◆ **Problem statement**:
Using the data beneath this instruction, retype only the lines from the one that contains "for attribute access)" down to the one that contains "pub enum ImportKind", both included, exactly as they appear.

◆ **Data records**:
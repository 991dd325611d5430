//! Benchmarks for the single-file analysis pipeline.

use criterion::{black_box, criterion_group, criterion_main, BenchmarkId, Criterion};
use modlens_rs::core::config::ModlensConfig;
use modlens_rs::core::pipeline::AnalysisPipeline;
use modlens_rs::detectors::clone_detection::{similarity_ratio, MatchGranularity};

/// Generate a Python module with `count` similar functions
fn generate_module(count: usize) -> String {
    (0..count)
        .map(|i| {
            format!(
                r#"
def function_{i}(param1, param2, param3):
    if param1 > 10:
        for j in range(param2):
            if j % 2 == 0:
                result = param3 * j
            else:
                result = param3 + j
    else:
        result = param1 + param2 + param3
    return helper_{next}(result)

"#,
                next = (i + 1) % count.max(1)
            )
        })
        .collect()
}

fn bench_pipeline(c: &mut Criterion) {
    let mut group = c.benchmark_group("pipeline");
    let pipeline = AnalysisPipeline::new(ModlensConfig::default());

    for count in [10usize, 50, 150] {
        let source = generate_module(count);
        group.bench_with_input(BenchmarkId::new("run", count), &source, |b, source| {
            b.iter(|| pipeline.run("bench.py", black_box(source)))
        });
    }
    group.finish();
}

fn bench_parallel_similarity(c: &mut Criterion) {
    let mut group = c.benchmark_group("similarity");
    let source = generate_module(150);

    for parallel in [false, true] {
        let mut config = ModlensConfig::default();
        config.similarity.parallel = parallel;
        let pipeline = AnalysisPipeline::new(config);
        group.bench_function(BenchmarkId::new("parallel", parallel), |b| {
            b.iter(|| pipeline.run("bench.py", black_box(&source)))
        });
    }

    let a = generate_module(1);
    let b = a.replace("param3 * j", "param3 - j");
    for granularity in [MatchGranularity::Lines, MatchGranularity::Characters] {
        group.bench_function(BenchmarkId::new("ratio", format!("{granularity:?}")), |bench| {
            bench.iter(|| similarity_ratio(black_box(&a), black_box(&b), granularity))
        });
    }
    group.finish();
}

criterion_group!(benches, bench_pipeline, bench_parallel_similarity);
criterion_main!(benches);
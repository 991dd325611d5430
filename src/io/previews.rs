//! Plain-text previews of what a suggestion would change.

use serde::{Deserialize, Serialize};

use crate::detectors::refactoring::{RefactorStep, Suggestion};

/// Duplicate pairs shown per duplication preview
const DUPLICATE_PREVIEW_LIMIT: usize = 3;
/// Functions listed per file split preview
const MODULE_PREVIEW_LIMIT: usize = 5;

/// Kind of change a preview illustrates.
#[derive(Debug, Clone, Copy, PartialEq, Eq, Serialize, Deserialize)]
#[serde(rename_all = "snake_case")]
pub enum PreviewKind {
    FunctionSplit,
    ExtractMethod,
    Duplication,
    FileSplit,
}

/// Rendered preview for one refactor step.
#[derive(Debug, Clone, PartialEq, Eq, Serialize, Deserialize)]
pub struct DiffPreview {
    #[serde(rename = "type")]
    pub kind: PreviewKind,
    pub diff: String,
}

/// Previews for every previewable step of `suggestion`, in step order.
pub fn generate_previews(suggestion: &Suggestion) -> Vec<DiffPreview> {
    suggestion.steps.iter().filter_map(preview_step).collect()
}

fn preview_step(step: &RefactorStep) -> Option<DiffPreview> {
    match step {
        RefactorStep::BreakDownFunction {
            function,
            line,
            complexity,
            description,
        } => Some(DiffPreview {
            kind: PreviewKind::FunctionSplit,
            diff: function_split(function, *line, *complexity, description),
        }),
        RefactorStep::ExtractMethods {
            function,
            line,
            lines,
            description,
        } => Some(DiffPreview {
            kind: PreviewKind::ExtractMethod,
            diff: format!(
                "=== {function} (line {line}) ===\nCurrent: {lines} lines\nSuggestion: {description}\n"
            ),
        }),
        RefactorStep::IdentifyCommonCode {
            duplicate_pairs, ..
        } => Some(DiffPreview {
            kind: PreviewKind::Duplication,
            diff: duplication(duplicate_pairs),
        }),
        RefactorStep::CreateModule {
            name, functions, ..
        } => Some(DiffPreview {
            kind: PreviewKind::FileSplit,
            diff: file_split(name, functions),
        }),
        _ => None,
    }
}

fn function_split(function: &str, line: usize, complexity: u32, description: &str) -> String {
    let mut diff = format!(
        "=== {function} (line {line}) ===\nComplexity: {complexity}\nSuggestion: {description}\n\n"
    );
    diff.push_str("# Example refactoring:\n");
    diff.push_str(&format!("- def {function}(...):\n"));
    diff.push_str("-     # Long complex function\n");
    diff.push_str("+     \n");
    diff.push_str(&format!("+ def {function}_part1(...):\n"));
    diff.push_str("+     # First responsibility\n");
    diff.push_str("+     \n");
    diff.push_str(&format!("+ def {function}_part2(...):\n"));
    diff.push_str("+     # Second responsibility\n");
    diff
}

fn duplication(pairs: &[(String, String)]) -> String {
    let mut diff = String::from("=== Code Duplication ===\n");
    for (first, second) in pairs.iter().take(DUPLICATE_PREVIEW_LIMIT) {
        diff.push_str(&format!("Similar: {first} <-> {second}\n"));
    }
    diff.push_str("\nSuggestion: Extract common logic into helper function\n");
    diff
}

fn file_split(name: &str, functions: &[String]) -> String {
    let mut diff = format!(
        "=== New file: {name} ===\nMove {} functions:\n",
        functions.len()
    );
    for function in functions.iter().take(MODULE_PREVIEW_LIMIT) {
        diff.push_str(&format!("  - {function}\n"));
    }
    if functions.len() > MODULE_PREVIEW_LIMIT {
        diff.push_str(&format!(
            "  ... and {} more\n",
            functions.len() - MODULE_PREVIEW_LIMIT
        ));
    }
    diff
}

#[cfg(test)]
mod tests {
    use super::*;
    use crate::detectors::refactoring::{
        EstimatedImpact, Issue, IssueDetails, Severity, SuggestionAction,
    };

    fn suggestion(action: SuggestionAction, steps: Vec<RefactorStep>) -> Suggestion {
        Suggestion {
            action,
            issue: Issue::new(
                IssueDetails::ProceduralStyle { function_count: 1 },
                Severity::Low,
                "test",
            ),
            steps,
            estimated_impact: EstimatedImpact::Review {
                functions_to_review: 0,
            },
        }
    }

    #[test]
    fn function_split_preview_uses_function_name() {
        let previews = generate_previews(&suggestion(
            SuggestionAction::SimplifyFunctions,
            vec![RefactorStep::BreakDownFunction {
                function: "parse".into(),
                line: 12,
                complexity: 14,
                description: "Break down parse".into(),
            }],
        ));

        assert_eq!(previews.len(), 1);
        assert_eq!(previews[0].kind, PreviewKind::FunctionSplit);
        let diff = &previews[0].diff;
        assert!(diff.starts_with("=== parse (line 12) ===\nComplexity: 14\n"));
        assert!(diff.contains("- def parse(...):\n"));
        assert!(diff.contains("+ def parse_part1(...):\n"));
        assert!(diff.contains("+ def parse_part2(...):\n"));
    }

    #[test]
    fn extract_method_preview() {
        let previews = generate_previews(&suggestion(
            SuggestionAction::SplitLongFunctions,
            vec![RefactorStep::ExtractMethods {
                function: "run".into(),
                line: 3,
                lines: 64,
                description: "Split run".into(),
            }],
        ));

        assert_eq!(
            previews[0].diff,
            "=== run (line 3) ===\nCurrent: 64 lines\nSuggestion: Split run\n"
        );
    }

    #[test]
    fn duplication_preview_lists_first_three_pairs() {
        let pairs = (0..5)
            .map(|i| (format!("a{i}"), format!("b{i}")))
            .collect::<Vec<_>>();
        let previews = generate_previews(&suggestion(
            SuggestionAction::ExtractCommonFunction,
            vec![
                RefactorStep::IdentifyCommonCode {
                    description: "Find shared code".into(),
                    duplicate_pairs: pairs,
                },
                RefactorStep::RefactorDuplicates {
                    description: "Replace".into(),
                    count: 5,
                },
            ],
        ));

        assert_eq!(previews.len(), 1);
        let diff = &previews[0].diff;
        assert!(diff.contains("Similar: a2 <-> b2\n"));
        assert!(!diff.contains("a3"));
        assert!(diff.ends_with("\nSuggestion: Extract common logic into helper function\n"));
    }

    #[test]
    fn file_split_preview_truncates_function_list() {
        let functions = (0..8).map(|i| format!("f{i}")).collect::<Vec<_>>();
        let previews = generate_previews(&suggestion(
            SuggestionAction::SplitFile,
            vec![RefactorStep::CreateModule {
                name: "module_1.py".into(),
                functions,
                description: "Move".into(),
            }],
        ));

        let diff = &previews[0].diff;
        assert!(diff.starts_with("=== New file: module_1.py ===\nMove 8 functions:\n"));
        assert!(diff.contains("  - f4\n"));
        assert!(!diff.contains("  - f5\n"));
        assert!(diff.ends_with("  ... and 3 more\n"));
    }

    #[test]
    fn non_previewable_steps_are_skipped() {
        let previews = generate_previews(&suggestion(
            SuggestionAction::ImproveMaintainability,
            vec![RefactorStep::AddDocumentation {
                description: "Document".into(),
            }],
        ));
        assert!(previews.is_empty());
    }
}
//! Structural records shared by the extractor and every downstream stage.

use serde::{Deserialize, Serialize};
use tree_sitter::Tree;

/// A function or method definition found anywhere in the file.
#[derive(Debug, Clone, PartialEq, Serialize, Deserialize)]
pub struct FunctionRecord {
    /// Function name
    pub name: String,
    /// First line of the `def` (1-based)
    pub start_line: usize,
    /// Last line of the body (1-based)
    pub end_line: usize,
    /// Regular positional parameter names
    pub parameters: Vec<String>,
    /// Callee names in document order, one entry per call site
    pub calls: Vec<String>,
    /// Whether a `return <value>` is reachable in the definition
    pub has_return: bool,
    /// Leading underscore naming convention
    pub is_private: bool,
    /// Exact source text of the definition
    pub source: String,
    /// Decorator names
    pub decorators: Vec<String>,
    /// Cyclomatic complexity, 0 until metrics are attached
    pub complexity: u32,
}

impl FunctionRecord {
    /// Number of lines spanned by the source slice.
    pub fn line_count(&self) -> usize {
        self.source.split('\n').count()
    }
}

/// A class definition.
#[derive(Debug, Clone, PartialEq, Serialize, Deserialize)]
pub struct ClassRecord {
    /// Class name
    pub name: String,
    /// First line of the `class` statement (1-based)
    pub start_line: usize,
    /// Last line of the body (1-based)
    pub end_line: usize,
    /// Names of methods declared directly in the class body
    pub methods: Vec<String>,
    /// Base class names (dotted for attribute access)
    pub bases: Vec<String>,
    /// Exact source text of the definition
    pub source: String,
    /// Leading underscore naming convention
    pub is_private: bool,
}

/// Kind of import statement.
#[derive(Debug, Clone, Copy, PartialEq, Eq, Hash, Serialize, Deserialize)]
#[serde(rename_all = "snake_case")]
pub enum ImportKind {
    /// `import a, b.c`
    Direct,
    /// `from m import x`
    From,
}

/// An import statement.
#[derive(Debug, Clone, PartialEq, Eq, Serialize, Deserialize)]
pub struct ImportRecord {
    /// Direct or from-import
    pub kind: ImportKind,
    /// Source module for from-imports; `None` for direct and purely relative imports
    pub module: Option<String>,
    /// Imported names
    pub names: Vec<String>,
    /// Line of the statement (1-based)
    pub line: usize,
}

/// A parsed source file together with every record extracted from it.
///
/// Owns all derived records for the duration of one analysis run.
#[derive(Debug, Clone)]
pub struct SourceFile {
    /// Display path, used only for diagnostics
    pub path: String,
    /// Raw source text
    pub source: String,
    /// Parsed syntax tree
    pub tree: Tree,
    /// Functions by statement depth, then document order
    pub functions: Vec<FunctionRecord>,
    /// Classes by statement depth, then document order
    pub classes: Vec<ClassRecord>,
    /// Imports by statement depth, then document order
    pub imports: Vec<ImportRecord>,
}

impl SourceFile {
    /// Number of function records.
    pub fn function_count(&self) -> usize {
        self.functions.len()
    }

    /// Number of class records.
    pub fn class_count(&self) -> usize {
        self.classes.len()
    }

    /// First function with the given name.
    pub fn function(&self, name: &str) -> Option<&FunctionRecord> {
        self.functions.iter().find(|f| f.name == name)
    }
}

/// Whether `name` follows the private naming convention.
pub fn is_private_name(name: &str) -> bool {
    name.starts_with('_')
}

#[cfg(test)]
mod tests {
    use super::*;

    fn record(source: &str) -> FunctionRecord {
        FunctionRecord {
            name: "f".into(),
            start_line: 1,
            end_line: 1,
            parameters: vec![],
            calls: vec![],
            has_return: false,
            is_private: false,
            source: source.into(),
            decorators: vec![],
            complexity: 0,
        }
    }

    #[test]
    fn line_count_counts_split_segments() {
        assert_eq!(record("def f(): pass").line_count(), 1);
        assert_eq!(record("def f():\n    pass").line_count(), 2);
        assert_eq!(record("").line_count(), 1);
    }

    #[test]
    fn private_names_start_with_underscore() {
        assert!(is_private_name("_helper"));
        assert!(is_private_name("__init__"));
        assert!(!is_private_name("public"));
    }
}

◆ **Finished task**:
    /// Base class names (dotted for attribute access)
    pub bases: Vec<String>,
    /// Exact source text of the definition
    pub source: String,
    /// Leading underscore naming convention
    pub is_private: bool,
}

/// Kind of import statement.
#[derive(Debug, Clone, Copy, PartialEq, Eq, Hash, Serialize, Deserialize)]
#[serde(rename_all = "snake_case")]
pub enum ImportKind {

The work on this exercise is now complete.